‘Why I wanted my pharmacy to sign up to an inhaler recycling pilot’
For Leicester pharmacist Satyan Kotecha, the decision to sign his pharmacy up to a pilot inhaler recycling scheme was influenced by his children’s passion for the environment.
Mr Kotecha’s pharmacy is one of 90 in Leicestershire already signed up to the local pilot scheme – Take Action for Inhaler Recycling (or Take AIR) – which provides pre-paid postage envelopes to patients so they can recycle their inhalers.
The scheme was launched by pharmaceutical company Chiesi earlier this month, with support from the local NHS hospital trust and Leicester and Rutland local pharmaceutical committee (LPC), of which Mr Kotecha is also vice chair, and will run for 12 months.
If effective, the scheme could be rolled out nationwide, Mr Kotecha said.

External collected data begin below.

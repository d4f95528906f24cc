//! World Data
//!
//! The expression engine does not own any simulation state. Link leaves read
//! from the small set of types defined here:
//!
//! - [`Attribute`]: an observable value cell
//! - [`WorldObject`]: a named bag of attributes
//! - [`Source`]: a slot pointing at (at most) one object
//! - [`Substitution`]: the role-name to source mapping a tree is bound with
//! - [`Sensor`]: an opaque perception channel passed to `change_sensors`
//!
//! All of them are cheap handles over shared cells. Writes notify the
//! subscribers registered by bound leaves, which in turn post the leaf into
//! its arena's signal inbox.

mod attribute;
mod object;
mod subscriber;

pub use attribute::{Attribute, AttributeId};
pub use object::{ObjectId, Sensor, SensorId, Source, SourceId, Substitution, WorldObject};
pub use subscriber::{SubscriberId, Subscription};
//! Operator Signatures
//!
//! Expression templates name operators, not Rust types. The registry maps an
//! operator name plus the value types of its children to a constructor, so
//! `eq` over integers and `eq` over objects resolve to different operators.

use std::fmt;
use std::sync::Arc;

use indexmap::IndexMap;
use smallvec::{smallvec, SmallVec};

use super::link::{LinkKind, LinkNode, SourceLink};
use super::{BinaryOp, MultiOp, Op, UnaryOp};
use crate::error::{EvalError, Result};
use crate::template::{ExprTemplate, Literal};
use crate::value::{Fuzzy, ValueType};

/// An operator name with the value types of its children.
///
/// A `multi` signature holds the single element type and matches any
/// non-empty child list of that type.
#[derive(Debug, Clone, PartialEq, Eq, Hash)]
pub struct NodeSignature {
    pub name: String,
    pub params: SmallVec<[ValueType; 2]>,
    pub multi: bool,
}

impl NodeSignature {
    pub fn new(name: impl Into<String>, params: &[ValueType]) -> Self {
        Self {
            name: name.into(),
            params: params.iter().copied().collect(),
            multi: false,
        }
    }

    pub fn multi(name: impl Into<String>, element: ValueType) -> Self {
        Self {
            name: name.into(),
            params: smallvec![element],
            multi: true,
        }
    }
}

impl fmt::Display for NodeSignature {
    fn fmt(&self, f: &mut fmt::Formatter<'_>) -> fmt::Result {
        write!(f, "{}(", self.name)?;
        for (i, ty) in self.params.iter().enumerate() {
            if i > 0 {
                f.write_str(", ")?;
            }
            write!(f, "{}", ty)?;
        }
        if self.multi {
            f.write_str("...")?;
        }
        f.write_str(")")
    }
}

/// Builds the operator for one template node.
pub type OpConstructor = Arc<dyn Fn(&ExprTemplate) -> Result<Op> + Send + Sync>;

/// Lookup table from signatures to operator constructors.
#[derive(Clone, Default)]
pub struct OperatorRegistry {
    constructors: IndexMap<NodeSignature, OpConstructor>,
}

impl OperatorRegistry {
    pub fn new() -> Self {
        Self::default()
    }

    /// Registry with every built-in operator and leaf.
    pub fn standard() -> Self {
        use ValueType::{Fuzzy as F, Integer as I, Object as O, Set as S};

        let mut registry = Self::new();

        registry.register(NodeSignature::new("fuzzy", &[]), fuzzy_constant);
        registry.register(NodeSignature::new("int", &[]), int_constant);
        registry.register(NodeSignature::new("intlink", &[]), |t| link(t, LinkKind::Int));
        registry.register(NodeSignature::new("fuzzylink", &[]), |t| link(t, LinkKind::Fuzzy));
        registry.register(NodeSignature::new("objectlink", &[]), |t| link(t, LinkKind::Object));
        registry.register(NodeSignature::new("boolobjectlink", &[]), |t| {
            link(t, LinkKind::BoolObject)
        });
        registry.register(NodeSignature::new("setlink", &[]), |t| link(t, LinkKind::Set));
        registry.register(NodeSignature::new("emptysource", &[]), |t| {
            Ok(Op::EmptySource(SourceLink::new(required(t, "role", &t.role)?)))
        });

        registry.register(NodeSignature::new("not", &[F]), |_| Ok(Op::Unary(UnaryOp::Not)));
        registry.register(NodeSignature::new("neg", &[I]), |_| Ok(Op::Unary(UnaryOp::Neg)));
        registry.register(NodeSignature::new("abs", &[I]), |_| Ok(Op::Unary(UnaryOp::Abs)));
        registry.register(NodeSignature::new("defined", &[F]), |_| {
            Ok(Op::Unary(UnaryOp::Defined(F)))
        });
        registry.register(NodeSignature::new("defined", &[I]), |_| {
            Ok(Op::Unary(UnaryOp::Defined(I)))
        });
        registry.register(NodeSignature::new("defined", &[O]), |_| {
            Ok(Op::Unary(UnaryOp::Defined(O)))
        });
        registry.register(NodeSignature::new("empty", &[S]), |_| {
            Ok(Op::Unary(UnaryOp::SetEmpty))
        });
        registry.register(NodeSignature::new("notempty", &[S]), |_| {
            Ok(Op::Unary(UnaryOp::SetNotEmpty))
        });

        let binaries = [
            BinaryOp::And,
            BinaryOp::Or,
            BinaryOp::FuzzyEq,
            BinaryOp::FuzzyNotEq,
            BinaryOp::FuzzyLt,
            BinaryOp::FuzzyGt,
            BinaryOp::Add,
            BinaryOp::Sub,
            BinaryOp::Mul,
            BinaryOp::Div,
            BinaryOp::Mod,
            BinaryOp::IntEq,
            BinaryOp::IntNotEq,
            BinaryOp::IntLt,
            BinaryOp::IntGt,
            BinaryOp::ObjectEq,
            BinaryOp::Union,
            BinaryOp::Intersection,
            BinaryOp::Difference,
        ];
        for op in binaries {
            let signature = NodeSignature::new(op.name(), &[op.param(), op.param()]);
            registry.register(signature, move |_| Ok(Op::Binary(op)));
        }

        registry.register(NodeSignature::multi("multiand", F), |_| Ok(Op::Multi(MultiOp::And)));
        registry.register(NodeSignature::multi("multior", F), |_| Ok(Op::Multi(MultiOp::Or)));

        registry
    }

    /// Add or replace a constructor.
    pub fn register<F>(&mut self, signature: NodeSignature, constructor: F)
    where
        F: Fn(&ExprTemplate) -> Result<Op> + Send + Sync + 'static,
    {
        self.constructors.insert(signature, Arc::new(constructor));
    }

    /// Find the constructor for `name` applied to children of `types`.
    /// An exact signature wins over a multi signature on the first type.
    pub fn lookup(&self, name: &str, types: &[ValueType]) -> Result<&OpConstructor> {
        let exact = NodeSignature::new(name, types);
        if let Some(constructor) = self.constructors.get(&exact) {
            return Ok(constructor);
        }
        if let Some(&first) = types.first() {
            let multi = NodeSignature::multi(name, first);
            if let Some(constructor) = self.constructors.get(&multi) {
                return Ok(constructor);
            }
        }
        Err(EvalError::UnknownOperator(exact.to_string()))
    }

    pub fn len(&self) -> usize {
        self.constructors.len()
    }

    pub fn is_empty(&self) -> bool {
        self.constructors.is_empty()
    }

    pub fn signatures(&self) -> impl Iterator<Item = &NodeSignature> {
        self.constructors.keys()
    }
}

impl fmt::Debug for OperatorRegistry {
    fn fmt(&self, f: &mut fmt::Formatter<'_>) -> fmt::Result {
        f.debug_list().entries(self.constructors.keys()).finish()
    }
}

fn required<'a>(template: &ExprTemplate, argument: &'static str, field: &'a Option<String>) -> Result<&'a str> {
    field
        .as_deref()
        .ok_or_else(|| EvalError::MissingArgument {
            op: template.op.clone(),
            argument,
        })
}

fn link(template: &ExprTemplate, kind: LinkKind) -> Result<Op> {
    let role = required(template, "role", &template.role)?;
    let attribute = required(template, "attribute", &template.attribute)?;
    Ok(Op::Link(LinkNode::new(kind, role, attribute)))
}

fn fuzzy_constant(template: &ExprTemplate) -> Result<Op> {
    match &template.value {
        Some(Literal::Bool(b)) => Ok(Op::FuzzyConst(Fuzzy::from_bool(*b))),
        Some(Literal::Int(degree)) => i16::try_from(*degree)
            .map(|d| Op::FuzzyConst(Fuzzy::new(d)))
            .map_err(|_| EvalError::InvalidLiteral {
                op: template.op.clone(),
                reason: format!("fuzzy degree {} out of range", degree),
            }),
        None => Err(EvalError::MissingArgument {
            op: template.op.clone(),
            argument: "value",
        }),
    }
}

fn int_constant(template: &ExprTemplate) -> Result<Op> {
    match &template.value {
        Some(Literal::Int(i)) => Ok(Op::IntConst(*i)),
        Some(Literal::Bool(_)) => Err(EvalError::InvalidLiteral {
            op: template.op.clone(),
            reason: "expected an integer".into(),
        }),
        None => Err(EvalError::MissingArgument {
            op: template.op.clone(),
            argument: "value",
        }),
    }
}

“I’ve got two children who are always watching the Greta Thunberg posts and things like that, and they’re always talking about [the environment],” he told C+D, adding that they are constantly asking him why his community pharmacy throws so much away.
“I think the environmental impacts of plastics, inhalers – or anything else, for that matter – is significant. I really feel positive [about this pilot], and [that] we’re able to contribute in a positive way. It’s [the] little things that we can do.”
Components of the pilot
As part of the pilot, patients can either take envelopes away with them, or can bring in their used inhalers and a member of the pharmacy team will send them to the recycling plant, Mr Kotecha explained.
According to Chiesi, the different components are then separated and recycled without releasing greenhouse gases from the canister into the atmosphere. Any remaining gas in the cannisters would be repurposed for use in white goods, and non-recyclable material would be converted into energy.
Any patients uncomfortable with their inhalers being recycled could still hand them into the pharmacy to be incinerated in an environmentally-friendly way, Mr Kotecha added.
Approximately 73 million inhalers are used in the UK every year, according to GlaxoSmithKline (GSK) data. A recent survey of people with asthma, conducted on Chiesi’s behalf, discovered that half were worried about the carbon footprint of their inhalers and felt guilty about not recycling, with more than three quarters stating they would recycle their used inhalers on a more regular basis if they could post them to a recycling centre.
Tom Delahoyde, managing director of Chiesi UK and Ireland, commented: “We want to help people who use inhalers, and are worried about the impact on the environment, by making an easy and safe process to recycle, particularly in these challenging times.”
Pharmacy staff “engaged” and “running with it”
Mr Kotecha said that despite only receiving their virtual training on the scheme just over a week ago, his team were “flying with it”.
“It’s kind of a nice talking point,” he added. “Usually it’s how to use your medicine, and this, that and the other.”
When he first broached the subject, Mr Kotecha said people were “sceptical”, as pharmacies are not paid for the service.
“I wouldn’t ever commit pharmacy to do things for nothing,” he commented. “I'm a pharmacist myself, and I appreciate that pharmacists should be remunerated for everything that they do, but this isn't about remuneration. It's not any extra work; it's adding value to the dispensing process, but also ensuring that we contribute to the sustainability and environmental impact of inhalers.”
And staff soon came round to the idea once they recognised it “wasn’t another money-spinning idea by the owners; it was literally just to do the right thing by the environment”, he told C+D.
Pandemic has “focused people’s minds”
Mr Kotecha suggested that the COVID-19 pandemic may have had an impact on people’s views about the environment: “I think the pandemic has focused people around being slightly more responsible as a society. And that's what's really helped. If there is anything positive to take out of the pandemic – and there’s not many [things] – I’d say that it is focusing people’s minds on the societal impact of what we do.”
Dr Anna Murphy, consultant respiratory pharmacist at the University Hospitals of Leicester NHS Trust, remarked: “We all want to do our bit to help the environment and at this current time. With many of us wanting to limit how often we go into closed spaces, a postal-based scheme is a great way for people in the area to easily recycle their used inhalers.”